What is to be done? Conflict-affected communities deserve support. Yet many of their governments are, at best, disinterested in meeting their basic needs; humanitarians are cash-strapped; and MDBs are hesitant about how to deploy their available funds.

A decisive jolt by donor governments providing most of the funding to NGOs and MDBs could be the solution. They should pressure humanitarians towards due diligence improvements, following which they could request development banks to entrust them with funding in certain settings. A vetting process, building on existing due diligence requirements of major government humanitarian aid donors such as the European Commission Humanitarian Aid and Civil Protection and integrating some from MDB’s practices could be a way forward. An already existing alternative could be to use the assessment system developed by the Multilateral Organization Performance Assessment Network (MOPAN). MOPAN is an independent network of 22 member states dedicated to improving the performance of the multilateral system. Together, they provide some $100 billion in annual contributions to and through the multilateral system. MOPAN would thus arguably be well-positioned to support such an initiative since it strives to push for greater effectiveness in the multilateral system. Regularly renewed, the assessments would provide a standardized and agreed “know your customer” baseline of requirements for potential recipient NGOs. The ones aspiring to widen their funding sources would have to ensure conformity with what would likely be slightly more stringent procedures and safeguards than might be customarily required from purely humanitarian donors. This harmonized vetting at the organizational level would however diminish transaction costs of what prevails today: lengthy MDB-specific and project-by-project diagnoses and negotiations of funding eligibility.

Going a step further, MDBs could identify triggers, such as the number of displaced, battle casualties, etc., that objectively qualify when a country tips over into conflict.

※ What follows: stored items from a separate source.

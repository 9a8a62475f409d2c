mod batch;

use std::io::Write;
use std::path::PathBuf;
use std::process::ExitCode;

use chrono::Local;
use clap::Parser;
use env_logger::Builder;
use log::LevelFilter;

use pcd_transformer::builder::DEFAULT_TRANSLATE_OFFSET;

use crate::batch::{run_batch, BatchOptions, BatchSummary};

#[derive(Parser, Debug)]
#[command(
    name = "vprofile",
    about = "Reconstructs vehicle point clouds from two 2D LIDAR scanners and measures their dimensions",
    version = "0.0.1"
)]
struct Cli {
    /// Tab-separated vehicle manifest (id, pass duration in s, speed in km/h)
    #[arg(short, long, default_value = "input_data/vehicle_info.txt", value_name = "FILE")]
    manifest: PathBuf,

    /// Directory holding LIDAR0_<id>.txt and LIDAR1_<id>.txt
    #[arg(short, long, default_value = "input_data/measurements", value_name = "DIR")]
    data_dir: PathBuf,

    /// Directory for Cloud_<id>.txt files and dimensions.txt
    #[arg(short, long, default_value = "output", value_name = "DIR")]
    output: PathBuf,

    /// Offset of the second scanner along x, in the scanner's native unit
    #[arg(long, default_value_t = DEFAULT_TRANSLATE_OFFSET)]
    translate_offset: f64,

    /// Do not translate the second scanner
    #[arg(long, conflicts_with = "translate_offset")]
    no_translate: bool,

    /// Number of worker threads (defaults to the number of CPUs)
    #[arg(short, long)]
    jobs: Option<usize>,

    /// Only process these vehicle ids
    #[arg(long, num_args = 1.., value_name = "ID")]
    only: Vec<u32>,

    #[arg(short, long)]
    verbose: bool,
}

fn print_summary(summary: &BatchSummary) {
    println!("VehicleID\tWidth (m)\tHeight (m)\tLength (m)");
    for (record, extents) in summary.succeeded() {
        println!(
            "{}\t\t{:.2}\t\t{:.2}\t\t{:.2}",
            record.file_id(),
            extents.width,
            extents.height,
            extents.length
        );
    }
}

fn main() -> ExitCode {
    let args = Cli::parse();

    let level = if args.verbose {
        LevelFilter::Debug
    } else {
        LevelFilter::Info
    };
    Builder::new()
        .format(|buf, record| {
            writeln!(
                buf,
                "{} [{}] - {}",
                Local::now().format("%Y-%m-%d %H:%M:%S"),
                record.level(),
                record.args()
            )
        })
        .filter(None, level)
        .parse_default_env()
        .init();

    log::info!("manifest: {:?}", args.manifest);
    log::info!("measurements folder: {:?}", args.data_dir);
    log::info!("output folder: {:?}", args.output);

    if let Some(jobs) = args.jobs {
        if let Err(e) = rayon::ThreadPoolBuilder::new()
            .num_threads(jobs)
            .build_global()
        {
            log::warn!("Failed to configure {} worker threads: {}", jobs, e);
        }
    }

    let translate_offset = if args.no_translate {
        None
    } else {
        Some(args.translate_offset)
    };
    log::info!("translate offset of second scanner: {:?}", translate_offset);

    let options = BatchOptions {
        manifest: args.manifest,
        data_dir: args.data_dir,
        output_dir: args.output,
        translate_offset,
        only: args.only,
    };

    let start = std::time::Instant::now();
    log::info!("start processing...");

    let summary = match run_batch(&options) {
        Ok(summary) => summary,
        Err(e) => {
            log::error!("Failed to run batch: {}", e);
            return ExitCode::FAILURE;
        }
    };

    print_summary(&summary);

    let failed = summary.failed_count();
    if failed > 0 {
        log::warn!(
            "{} of {} vehicles could not be processed",
            failed,
            summary.outcomes.len()
        );
    }

    log::info!("Elapsed: {:?}", start.elapsed());
    log::info!("Finish processing");
    ExitCode::SUCCESS
}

When tripped, such factual, apolitical, and pre-agreed criteria would redirect some of a country’s development grants. They could be channeled to already existing but generally underfunded country-based financing pools for humanitarian responses and/or previously vetted NGOs. This step would need substantial negotiations between board members of MDBs, who could be expected to polarize around the notion of a systematic diversion of funds away from recipient government coffers. Consensus amongst countries providing most of the initial funding to those MDBs would be needed to exercise the required political pressure in their governance. Clear and measurable indicators as to when the “exceptional financing” would revert to its normal, governmental channels may also help overcome reluctance. Finding an acceptable balance as to the proportion of funds to freeze until disbursement to a government can be resumed, versus those to redirect to humanitarian NGOs could be a further area of compromise.

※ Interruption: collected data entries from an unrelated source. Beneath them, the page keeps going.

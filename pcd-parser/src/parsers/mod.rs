use pcd_core::{scan::DecodedStream, ReconstructionError};

pub mod lidar;

pub trait ParserProvider {
    fn get_parser(&self) -> Box<dyn Parser>;
}

pub trait Parser {
    fn parse(&self) -> Result<DecodedStream, ReconstructionError>;
}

A funding surge at the earliest signs of a crisis would allow for quicker aid responses of the scale needed, which makes sense ethically and financially, even if it remains challenging to quantify. There is no question about the value of human lives saved and suffering reduced. Calculating the cost-effectiveness of investment in early action remains difficult, however. A 2018 UK Government’s Department for International Development report suggests significant cost savings, similar to the 30 percent found by the World Bank when analyzing early action on food security crises.

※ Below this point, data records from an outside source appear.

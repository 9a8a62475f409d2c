use std::{
    collections::BTreeMap,
    fs::{self, File},
    io::Write,
    path::Path,
};

use csv::WriterBuilder;

use pcd_core::{pointcloud::extent::Extents, ReconstructionError};

pub const REPORT_FILE_NAME: &str = "dimensions.txt";

const HEADER: [&str; 4] = ["VehicleID", "Width(m)", "Height(m)", "Length(m)"];

/// Dimensions of every vehicle processed so far, keyed by vehicle id.
#[derive(Debug, Clone, Default)]
pub struct DimensionsReport {
    rows: BTreeMap<u32, Extents>,
}

impl DimensionsReport {
    pub fn new() -> Self {
        Self::default()
    }

    /// Adds or replaces the dimensions of `vehicle_id`.
    pub fn insert(&mut self, vehicle_id: u32, extents: Extents) {
        self.rows.insert(vehicle_id, extents);
    }

    pub fn len(&self) -> usize {
        self.rows.len()
    }

    pub fn is_empty(&self) -> bool {
        self.rows.is_empty()
    }

    /// Tab-separated header row, then one row per vehicle with 3 decimals.
    pub fn write_to<W: Write>(&self, writer: W) -> Result<(), ReconstructionError> {
        let mut writer = WriterBuilder::new().delimiter(b'\t').from_writer(writer);

        writer.write_record(HEADER).map_err(csv_error)?;
        for (id, extents) in &self.rows {
            writer
                .write_record([
                    id.to_string(),
                    format!("{:.3}", extents.width),
                    format!("{:.3}", extents.height),
                    format!("{:.3}", extents.length),
                ])
                .map_err(csv_error)?;
        }
        writer.flush()?;
        Ok(())
    }

    /// Rewrites the whole report at `path`.
    pub fn save(&self, path: &Path) -> Result<(), ReconstructionError> {
        if let Some(parent) = path.parent() {
            fs::create_dir_all(parent)?;
        }
        self.write_to(File::create(path)?)?;
        log::debug!("wrote dimensions of {} vehicles to {:?}", self.len(), path);
        Ok(())
    }
}

fn csv_error(error: csv::Error) -> ReconstructionError {
    match error.into_kind() {
        csv::ErrorKind::Io(e) => ReconstructionError::Io(e),
        other => ReconstructionError::Io(std::io::Error::other(format!("{:?}", other))),
    }
}

#[cfg(test)]
mod tests {
    use super::*;

    fn extents(width: f64, height: f64, length: f64) -> Extents {
        Extents {
            width,
            height,
            length,
        }
    }

    #[test]
    fn writes_header_and_rows_sorted_by_id() {
        let mut report = DimensionsReport::new();
        report.insert(12, extents(2.0, 1.5, 4.25));
        report.insert(3, extents(1.8456, 1.2344, 3.9999));

        let mut buf = Vec::new();
        report.write_to(&mut buf).unwrap();
        assert_eq!(
            String::from_utf8(buf).unwrap(),
            "VehicleID\tWidth(m)\tHeight(m)\tLength(m)\n\
             3\t1.846\t1.234\t4.000\n\
             12\t2.000\t1.500\t4.250\n"
        );
    }

    #[test]
    fn empty_report_has_header_only() {
        let mut buf = Vec::new();
        DimensionsReport::new().write_to(&mut buf).unwrap();
        assert_eq!(
            String::from_utf8(buf).unwrap(),
            "VehicleID\tWidth(m)\tHeight(m)\tLength(m)\n"
        );
    }

    #[test]
    fn reinserting_a_vehicle_replaces_its_row() {
        let mut report = DimensionsReport::new();
        report.insert(1, extents(1.0, 1.0, 1.0));
        report.insert(1, extents(2.0, 2.0, 2.0));
        assert_eq!(report.len(), 1);

        let mut buf = Vec::new();
        report.write_to(&mut buf).unwrap();
        assert!(String::from_utf8(buf)
            .unwrap()
            .ends_with("\n1\t2.000\t2.000\t2.000\n"));
    }

    #[test]
    fn save_rewrites_the_file() {
        let dir = tempfile::tempdir().unwrap();
        let path = dir.path().join(REPORT_FILE_NAME);

        let mut report = DimensionsReport::new();
        report.insert(1, extents(1.0, 2.0, 3.0));
        report.save(&path).unwrap();
        report.insert(2, extents(4.0, 5.0, 6.0));
        report.save(&path).unwrap();

        let text = fs::read_to_string(&path).unwrap();
        assert_eq!(text.lines().count(), 3);
        assert!(text.ends_with("2\t4.000\t5.000\t6.000\n"));
    }
}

Providing a better collective response to those suffering from the double scourge of conflict and poverty is possible. Efforts are already afoot, some mechanisms exist—fixing and upgrading the plumbing of the international aid system is feasible. What is needed is a concerted will to adapt the multilateral aid system by prodding it a step further, for which decisive and coordinated action is essential. Donor governments must lead the charge to bridge the gap between humanitarian needs and available resources. The time for decisive action is now.